I also didn’t talk about the spots Ryan Strome could fill on this team.  See, hockey teams have available 12 forward spots and 6 defensive spots in the everyday lineup (in theory one could play 13 and 5 or 11 and 7, but let’s stick with what’s the overwhelming majority choice for deployment).  You’ll note that there is no position known as “bottom six forward” or “grinder.”  (or for that matter, “3rd pair defenseman”).  The reason for this is simple:  those terms don’t describe positions, they describe QUALITY of players.  A team doesn’t have only 6 spots for top 6 forwards – if they have 9 top 6-ers, they’re a great team, and can play ALL Nine.  If a team has 12 forwards who are better than grinders, it can play all 12.*

*You’ll note I’m not separating centers and wings for the reason that it does NOT apply to Ryan Strome – while Wingers may not be capable of playing Center, which is a harder position, centers can play winger.  Strome thus can certainly play in any of the 12 forward spots, and odds are he has to move to wing ANYHOW!  

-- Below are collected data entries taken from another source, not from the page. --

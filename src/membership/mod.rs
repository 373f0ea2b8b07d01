//! Membership & Discovery Module
//!
//! Nodes find each other by broadcasting a small heartbeat over UDP. Any node
//! that hears a heartbeat carrying the shared cluster secret (and that is not
//! its own) admits the sender into its membership set.
//!
//! ## Core Mechanisms
//! - **Heartbeat**: A JSON datagram `{guid, string, http_port}` sent to the broadcast address every tick.
//! - **Admission**: Secret equality, self-exclusion by node id, and duplicate suppression by source address.
//! - **Registry**: Append-only and insertion-ordered. Peers are never removed.

pub mod codec;
pub mod handlers;
pub mod registry;
pub mod service;
pub mod types;

#[cfg(test)]
mod tests;
//! Parser for loose, human-written duration strings.
//!
//! Durations are written as one or more signed-number/unit tokens, in any
//! order, with optional whitespace between them: `"2y 3mon 5d"`,
//! `"90m"`, `"1h -30m +5s"`, `"100ms 200us 300ns"`. Unit spellings are
//! case-insensitive and range from one-letter abbreviations (`h`) to full
//! words (`hours`); each canonical unit may appear at most once per string.
//!
//! Year and month are fixed-length approximations (365 and 30 days). There
//! is no calendar arithmetic, no localization and no fractional numbers.
//!
//! ```
//! use dur::SignedDuration;
//!
//! let dur: SignedDuration = "1h -30m +5s".parse()?;
//! assert_eq!(dur.as_nanos(), 1_805_000_000_000);
//! # Ok::<(), dur::ParseError>(())
//! ```

#![forbid(unsafe_code)]

use std::fmt;
use std::str::FromStr;
use std::time::Duration;

mod scan;
mod unit;

pub use scan::parse;
pub use unit::Unit;

/// Error returned when a duration string cannot be parsed.
///
/// The first invalid token aborts the whole parse; no partial value is
/// reported alongside the error.
#[derive(Debug, Clone, PartialEq, Eq, thiserror::Error)]
#[non_exhaustive]
pub enum ParseError {
    #[error("empty input")]
    Empty,
    #[error("expected a digit or sign")]
    MissingNumber,
    #[error("number is missing a unit")]
    MissingUnit,
    /// The unit token was empty or longer than any recognized spelling.
    #[error("malformed unit token")]
    MalformedUnit,
    #[error("unknown unit `{0}`")]
    UnknownUnit(String),
    #[error("duplicate unit `{0}`")]
    DuplicateUnit(Unit),
}

/// A signed span of time, counted in nanoseconds.
///
/// [`std::time::Duration`] cannot represent negative spans, so parse
/// results are carried in this newtype instead. Obtain one with [`parse`]
/// or [`str::parse`].
#[derive(Clone, Copy, Debug, Default, PartialEq, Eq, PartialOrd, Ord, Hash)]
pub struct SignedDuration(i64);

impl SignedDuration {
    pub const ZERO: Self = Self(0);

    pub const fn from_nanos(nanos: i64) -> Self {
        Self(nanos)
    }

    pub const fn as_nanos(self) -> i64 {
        self.0
    }

    pub const fn is_zero(self) -> bool {
        self.0 == 0
    }

    pub const fn is_negative(self) -> bool {
        self.0 < 0
    }

    /// Converts to a [`std::time::Duration`], or `None` if negative.
    pub fn to_std(self) -> Option<Duration> {
        u64::try_from(self.0).ok().map(Duration::from_nanos)
    }
}

impl From<SignedDuration> for i64 {
    fn from(dur: SignedDuration) -> i64 {
        dur.0
    }
}

impl FromStr for SignedDuration {
    type Err = ParseError;

    fn from_str(s: &str) -> Result<Self, Self::Err> {
        parse(s)
    }
}

/// Renders the span in mixed units, largest first: `"2d 3h 4m"`, `"250ms"`,
/// `"0s"`. Each component of a negative span carries its own `-`
/// (`"-1h -30m"`), because the parser signs tokens individually. Year and
/// month are never emitted; days are the largest output unit. The rendering
/// parses back to the same value.
impl fmt::Display for SignedDuration {
    fn fmt(&self, f: &mut fmt::Formatter<'_>) -> fmt::Result {
        if self.0 == 0 {
            return f.write_str("0s");
        }
        let sign = if self.0 < 0 { "-" } else { "" };
        let mut rem = self.0.unsigned_abs();
        let mut first = true;
        let components = [
            ("d", Unit::Day.nanos() as u64),
            ("h", Unit::Hour.nanos() as u64),
            ("m", Unit::Minute.nanos() as u64),
            ("s", Unit::Second.nanos() as u64),
            ("ms", Unit::Millisecond.nanos() as u64),
            ("us", Unit::Microsecond.nanos() as u64),
        ];
        for (suffix, nanos) in components {
            let count = rem / nanos;
            rem %= nanos;
            if count > 0 {
                if !first {
                    f.write_str(" ")?;
                }
                write!(f, "{sign}{count}{suffix}")?;
                first = false;
            }
        }
        if rem > 0 {
            if !first {
                f.write_str(" ")?;
            }
            write!(f, "{sign}{rem}ns")?;
        }
        Ok(())
    }
}

#[cfg(feature = "serde")]
impl serde::Serialize for SignedDuration {
    fn serialize<S>(&self, serializer: S) -> Result<S::Ok, S::Error>
    where
        S: serde::Serializer,
    {
        serializer.collect_str(self)
    }
}

#[cfg(feature = "serde")]
impl<'de> serde::Deserialize<'de> for SignedDuration {
    fn deserialize<D>(deserializer: D) -> Result<Self, D::Error>
    where
        D: serde::Deserializer<'de>,
    {
        struct Visitor;

        impl serde::de::Visitor<'_> for Visitor {
            type Value = SignedDuration;

            fn expecting(&self, f: &mut fmt::Formatter) -> fmt::Result {
                f.write_str("a human duration string like \"1h 30m\"")
            }

            fn visit_str<E>(self, v: &str) -> Result<Self::Value, E>
            where
                E: serde::de::Error,
            {
                parse(v).map_err(E::custom)
            }
        }

        deserializer.deserialize_str(Visitor)
    }
}
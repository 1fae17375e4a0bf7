#![forbid(unsafe_code)]

use clap::Parser;
use color_eyre::eyre::{Result, WrapErr};
use dur::SignedDuration;
use tracing::debug;

mod logging;

/// Parse a loose human duration string
#[derive(Parser, Debug)]
#[clap(
    author,
    version,
    about = "Parse a human duration string",
    long_about = "Parses loose duration strings like \"2y 3mon 5d\" or \"1h -30m +5s\" \
                  and prints the canonical rendering."
)]
struct Args {
    /// Duration string, e.g. "1h 30m"
    duration: String,
    /// Print the raw nanosecond count instead of the canonical rendering
    #[clap(short, long, default_value = "false")]
    nanos: bool,
}

fn main() -> Result<()> {
    color_eyre::install()?;
    logging::init()?;

    let args = Args::parse();
    debug!(input = args.duration.as_str(), "parsing argument");

    let duration: SignedDuration = args
        .duration
        .parse()
        .wrap_err_with(|| format!("failed to parse duration {:?}", args.duration))?;

    if args.nanos {
        println!("{}", duration.as_nanos());
    } else {
        println!("{duration}");
    }
    Ok(())
}
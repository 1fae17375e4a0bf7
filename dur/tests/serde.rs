use dur::{SignedDuration, Unit};
use serde::Deserialize;

#[test]
fn test_serialize_as_string() {
    let dur = SignedDuration::from_nanos(90 * Unit::Minute.nanos());
    assert_eq!(serde_json::to_string(&dur).unwrap(), "\"1h 30m\"");
    assert_eq!(serde_json::to_string(&SignedDuration::ZERO).unwrap(), "\"0s\"");
}

#[test]
fn test_deserialize_loose_strings() {
    let dur: SignedDuration = serde_json::from_str("\"2y 3mon 5d\"").unwrap();
    assert_eq!(
        dur.as_nanos(),
        2 * Unit::Year.nanos() + 3 * Unit::Month.nanos() + 5 * Unit::Day.nanos()
    );

    let negative: SignedDuration = serde_json::from_str("\"-1h -30m\"").unwrap();
    assert_eq!(negative.as_nanos(), -90 * Unit::Minute.nanos());
}

#[test]
fn test_deserialize_rejects_bad_input() {
    assert!(serde_json::from_str::<SignedDuration>("\"1h 2h\"").is_err());
    assert!(serde_json::from_str::<SignedDuration>("\"\"").is_err());
    assert!(serde_json::from_str::<SignedDuration>("42").is_err());
}

#[test]
fn test_roundtrip_in_config_struct() {
    #[derive(Deserialize)]
    struct Config {
        poll_interval: SignedDuration,
        retention: SignedDuration,
    }

    let config: Config = serde_json::from_str(
        r#"{"poll_interval": "30s", "retention": "90d"}"#,
    )
    .unwrap();
    assert_eq!(config.poll_interval.as_nanos(), 30 * Unit::Second.nanos());
    assert_eq!(config.retention.as_nanos(), 90 * Unit::Day.nanos());
}
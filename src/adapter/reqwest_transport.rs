//! [`HttpTransport`] backed by `reqwest`.

use std::time::Duration;

use async_trait::async_trait;
use reqwest::multipart::{Form, Part};
use reqwest::Client as HttpClient;
use tracing::{debug, error};

use crate::error::Result;
use crate::infrastructure::config::portal::PortalConfig;
use crate::port::transport::{
    HttpRequest, HttpResponse, HttpTransport, Method, RequestBody, TransportError,
};

/// HTTP client for the portal server.
pub struct ReqwestTransport {
    http: HttpClient,
    default_timeout: Duration,
}

impl ReqwestTransport {
    /// # Errors
    ///
    /// Returns an error if the TLS backend cannot be initialised.
    ///
    /// With `allow_self_signed` set, server certificates are not verified.
    #[allow(clippy::result_large_err)]
    pub fn from_config(config: &PortalConfig) -> Result<Self> {
        let mut builder = HttpClient::builder()
            .connect_timeout(Duration::from_millis(config.connect_timeout_ms))
            .user_agent(config.user_agent.clone());
        if config.allow_self_signed {
            error!("=== Allowing self signed certificates ===");
            builder = builder.danger_accept_invalid_certs(true);
        }
        let http = builder.build()?;

        Ok(Self {
            http,
            default_timeout: Duration::from_millis(config.request_timeout_ms),
        })
    }

    fn classify_error(err: &reqwest::Error) -> TransportError {
        if err.is_timeout() {
            TransportError::Timeout
        } else if err.is_connect() {
            TransportError::Connect(err.to_string())
        } else {
            TransportError::Io(err.to_string())
        }
    }
}

#[async_trait]
impl HttpTransport for ReqwestTransport {
    async fn execute(
        &self,
        request: HttpRequest,
    ) -> std::result::Result<HttpResponse, TransportError> {
        let timeout = request.timeout.unwrap_or(self.default_timeout);
        debug!(
            method = ?request.method,
            path = request.url.path(),
            timeout_ms = timeout.as_millis() as u64,
            "Sending request"
        );

        let builder = match request.method {
            Method::Get => self.http.get(request.url),
            Method::Post => self.http.post(request.url),
        };
        let builder = match request.body {
            RequestBody::Empty => builder,
            RequestBody::Json(value) => builder.json(&value),
            RequestBody::Form(fields) => builder.form(&fields),
            RequestBody::File {
                field,
                file_name,
                contents,
            } => {
                let part = Part::bytes(contents).file_name(file_name);
                builder.multipart(Form::new().part(field, part))
            }
        };

        let response = builder
            .timeout(timeout)
            .send()
            .await
            .map_err(|err| Self::classify_error(&err))?;
        let status = response.status().as_u16();
        let body = response
            .text()
            .await
            .map_err(|err| Self::classify_error(&err))?;

        Ok(HttpResponse { status, body })
    }
}

#[cfg(test)]
mod tests {
    use super::*;

    #[test]
    fn client_builds_with_and_without_certificate_checks() {
        let strict = PortalConfig::default();
        assert!(ReqwestTransport::from_config(&strict).is_ok());

        let relaxed = PortalConfig {
            allow_self_signed: true,
            ..PortalConfig::default()
        };
        let transport = ReqwestTransport::from_config(&relaxed).unwrap();
        assert_eq!(
            transport.default_timeout,
            Duration::from_millis(relaxed.request_timeout_ms)
        );
    }
}
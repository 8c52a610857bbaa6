//! Infrastructure configuration modules.

pub mod logging;
pub mod portal;
pub mod settings;
pub mod timing;

pub use settings::Config;
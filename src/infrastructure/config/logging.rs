//! Logging configuration and subscriber setup.

use serde::Deserialize;
use tracing_subscriber::{fmt, EnvFilter};

/// HTTP stack crates are only interesting when something breaks.
const QUIET_DEPENDENCIES: &[&str] = &["hyper=warn", "hyper_util=warn", "reqwest=warn", "rustls=warn"];

/// Output format of log lines.
#[derive(Debug, Clone, Copy, Default, PartialEq, Eq, Deserialize)]
#[serde(rename_all = "lowercase")]
pub enum LogFormat {
    #[default]
    Pretty,
    Compact,
    Json,
}

/// `[logging]` section.
#[derive(Debug, Clone, Deserialize)]
pub struct LoggingConfig {
    /// Filter directive for this crate, e.g. `info` or `portalink=debug`.
    #[serde(default = "default_level")]
    pub level: String,
    #[serde(default)]
    pub format: LogFormat,
    /// Include the emitting module in each line.
    #[serde(default)]
    pub with_target: bool,
}

fn default_level() -> String {
    "info".into()
}

impl LoggingConfig {
    /// Build the filter: `RUST_LOG` if set, otherwise the configured level
    /// with the HTTP stack turned down.
    #[must_use]
    pub fn filter(&self) -> EnvFilter {
        EnvFilter::try_from_default_env().unwrap_or_else(|_| {
            let directives = std::iter::once(self.level.as_str())
                .chain(QUIET_DEPENDENCIES.iter().copied())
                .collect::<Vec<_>>()
                .join(",");
            EnvFilter::new(directives)
        })
    }

    /// Install the global subscriber. A second call leaves the first one
    /// in place.
    pub fn init(&self) {
        let builder = fmt()
            .with_env_filter(self.filter())
            .with_target(self.with_target);

        let installed = match self.format {
            LogFormat::Json => builder.json().try_init(),
            LogFormat::Compact => builder.compact().try_init(),
            LogFormat::Pretty => builder.try_init(),
        };
        if installed.is_err() {
            tracing::debug!("Tracing subscriber already installed");
        }
    }
}

impl Default for LoggingConfig {
    fn default() -> Self {
        Self {
            level: default_level(),
            format: LogFormat::default(),
            with_target: false,
        }
    }
}
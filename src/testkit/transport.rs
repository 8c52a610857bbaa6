//! Mock [`HttpTransport`] for testing.
//!
//! [`ScriptedTransport`] answers every request by calling a closure, so a
//! test can route on the request path and keep its own counters. Every
//! request is logged for later assertions.

use std::time::Duration;

use async_trait::async_trait;
use parking_lot::Mutex;

use crate::port::transport::{HttpRequest, HttpResponse, HttpTransport, TransportError};

/// One scripted reply, optionally delayed.
#[derive(Debug, Clone)]
pub struct Scripted {
    delay: Option<Duration>,
    result: Result<HttpResponse, TransportError>,
}

impl Scripted {
    pub fn ok(body: impl Into<String>) -> Self {
        Self {
            delay: None,
            result: Ok(HttpResponse::ok(body)),
        }
    }

    pub fn status(status: u16) -> Self {
        Self {
            delay: None,
            result: Ok(HttpResponse::new(status, "")),
        }
    }

    pub fn error(error: TransportError) -> Self {
        Self {
            delay: None,
            result: Err(error),
        }
    }

    /// A request that never completes within a test's lifetime.
    pub fn hang() -> Self {
        Self::error(TransportError::Timeout).after(Duration::from_secs(3600))
    }

    /// Deliver the reply after `delay`.
    #[must_use]
    pub fn after(mut self, delay: Duration) -> Self {
        self.delay = Some(delay);
        self
    }
}

type Script = dyn Fn(&HttpRequest) -> Scripted + Send + Sync;

/// Closure-driven transport with a request log.
pub struct ScriptedTransport {
    script: Box<Script>,
    log: Mutex<Vec<HttpRequest>>,
}

impl ScriptedTransport {
    pub fn new<F>(script: F) -> Self
    where
        F: Fn(&HttpRequest) -> Scripted + Send + Sync + 'static,
    {
        Self {
            script: Box::new(script),
            log: Mutex::new(Vec::new()),
        }
    }

    /// Answer every request with 200 and `body`.
    pub fn always_ok(body: &str) -> Self {
        let body = body.to_string();
        Self::new(move |_| Scripted::ok(body.clone()))
    }

    /// Every request seen so far, in order.
    pub fn requests(&self) -> Vec<HttpRequest> {
        self.log.lock().clone()
    }

    /// Requests whose URL path ends with `suffix`.
    pub fn requests_to(&self, suffix: &str) -> Vec<HttpRequest> {
        self.log
            .lock()
            .iter()
            .filter(|request| path_ends_with(request, suffix))
            .cloned()
            .collect()
    }

    pub fn count(&self, suffix: &str) -> usize {
        self.requests_to(suffix).len()
    }
}

#[async_trait]
impl HttpTransport for ScriptedTransport {
    async fn execute(&self, request: HttpRequest) -> Result<HttpResponse, TransportError> {
        let scripted = (self.script)(&request);
        self.log.lock().push(request);
        if let Some(delay) = scripted.delay {
            tokio::time::sleep(delay).await;
        }
        scripted.result
    }
}

/// Route helper for scripts.
pub fn path_ends_with(request: &HttpRequest, suffix: &str) -> bool {
    request.url.path().ends_with(suffix)
}
//! Backoff and event-wait poll tuning configuration.
//!
//! All durations are in milliseconds.

use serde::Deserialize;

/// Failure backoff configuration.
#[derive(Debug, Clone, Deserialize)]
pub struct BackoffConfig {
    /// Wait after the first failure (milliseconds).
    #[serde(default = "default_initial_ms")]
    pub initial_ms: u64,
    /// Maximum number of times the wait doubles.
    #[serde(default = "default_max_doublings")]
    pub max_doublings: u32,
}

const fn default_initial_ms() -> u64 {
    1000
}

const fn default_max_doublings() -> u32 {
    10 // caps the wait at 512s with the default initial wait
}

impl Default for BackoffConfig {
    fn default() -> Self {
        Self {
            initial_ms: default_initial_ms(),
            max_doublings: default_max_doublings(),
        }
    }
}

/// Event-wait (COMET) poll length discovery.
#[derive(Debug, Clone, Deserialize)]
pub struct CometConfig {
    #[serde(default = "default_initial_poll_ms")]
    pub initial_poll_ms: u64,
    #[serde(default = "default_min_poll_ms")]
    pub min_poll_ms: u64,
    #[serde(default = "default_max_poll_ms")]
    pub max_poll_ms: u64,
    /// Growth step after the server completes a poll.
    #[serde(default = "default_increment_ms")]
    pub increment_ms: u64,
    /// Shrink step after a socket timeout.
    #[serde(default = "default_decrement_ms")]
    pub decrement_ms: u64,
    /// How long growth stays paused after a socket timeout.
    #[serde(default = "default_growth_pause_ms")]
    pub growth_pause_ms: u64,
    /// Added to the poll length to get the client read timeout.
    #[serde(default = "default_socket_grace_ms")]
    pub socket_grace_ms: u64,
}

const fn default_initial_poll_ms() -> u64 {
    120_000 // 2 minutes
}

const fn default_min_poll_ms() -> u64 {
    60_000
}

const fn default_max_poll_ms() -> u64 {
    890_000 // just under 15 minutes
}

const fn default_increment_ms() -> u64 {
    30_000
}

const fn default_decrement_ms() -> u64 {
    10_000
}

const fn default_growth_pause_ms() -> u64 {
    3_600_000 // 1 hour
}

const fn default_socket_grace_ms() -> u64 {
    15_000
}

impl Default for CometConfig {
    fn default() -> Self {
        Self {
            initial_poll_ms: default_initial_poll_ms(),
            min_poll_ms: default_min_poll_ms(),
            max_poll_ms: default_max_poll_ms(),
            increment_ms: default_increment_ms(),
            decrement_ms: default_decrement_ms(),
            growth_pause_ms: default_growth_pause_ms(),
            socket_grace_ms: default_socket_grace_ms(),
        }
    }
}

This is why you didn’t see any grinders on the best olympic teams last year – grinders are simply another term for hockey players who aren’t good at hockey – and so many are forced to try and do other things to minimize the damage while they’re out on the ice.  Grinders exist because, with a salary cap and 30 different NHL teams, there simply aren’t enough non-grinder forwards to fill 12 forward spots on every team’s roster.

In short, Ryan Strome shouldn’t just be competing with Tavares, Okposo, Grabovski, Nielsen, Bailey, Kulemin, Grabner and Conacher – he’s should be competing for the spots of CMac, Martin, Cizikas, Clutterbuck, and Skille as well!   Some of these guys are amongst the very worst scorers in the NHL over the last few years (Martin, Clutterbuck), and several of those guys (Martin, Cizikas) have been shown to be massively out played while on the ice.  By contrast, Strome has shown to be a good scorer, with the potential to be an excellent one, and one who isn’t outplayed while on the ice!  So why should the lousy players get spots over him?!?!

Consider the case of Brock Nelson, who started last year on the 4th line.  The team wasn’t harmed by him on the 4th line – in fact the fourth line played far better with him, and as this became apparent, the team moved him up in the lines so that he got more ice time.  That’s how it should be for all players.

Ryan Strome is ready.  He ANNIHILATED the AHL last year.  He has nothing left to learn.  Make use of that talent, even if it’s on the fourth line – 10 minutes of Strome on the 4th line will give the Isles an advantage over other teams’ fourth lines, of course!  The same can be true of Lee and others on this team as well – there’s no point in playing lousy players on the fourth line just because you’ve done so before when you lacked the options, YOU HAVE THE OPTIONS.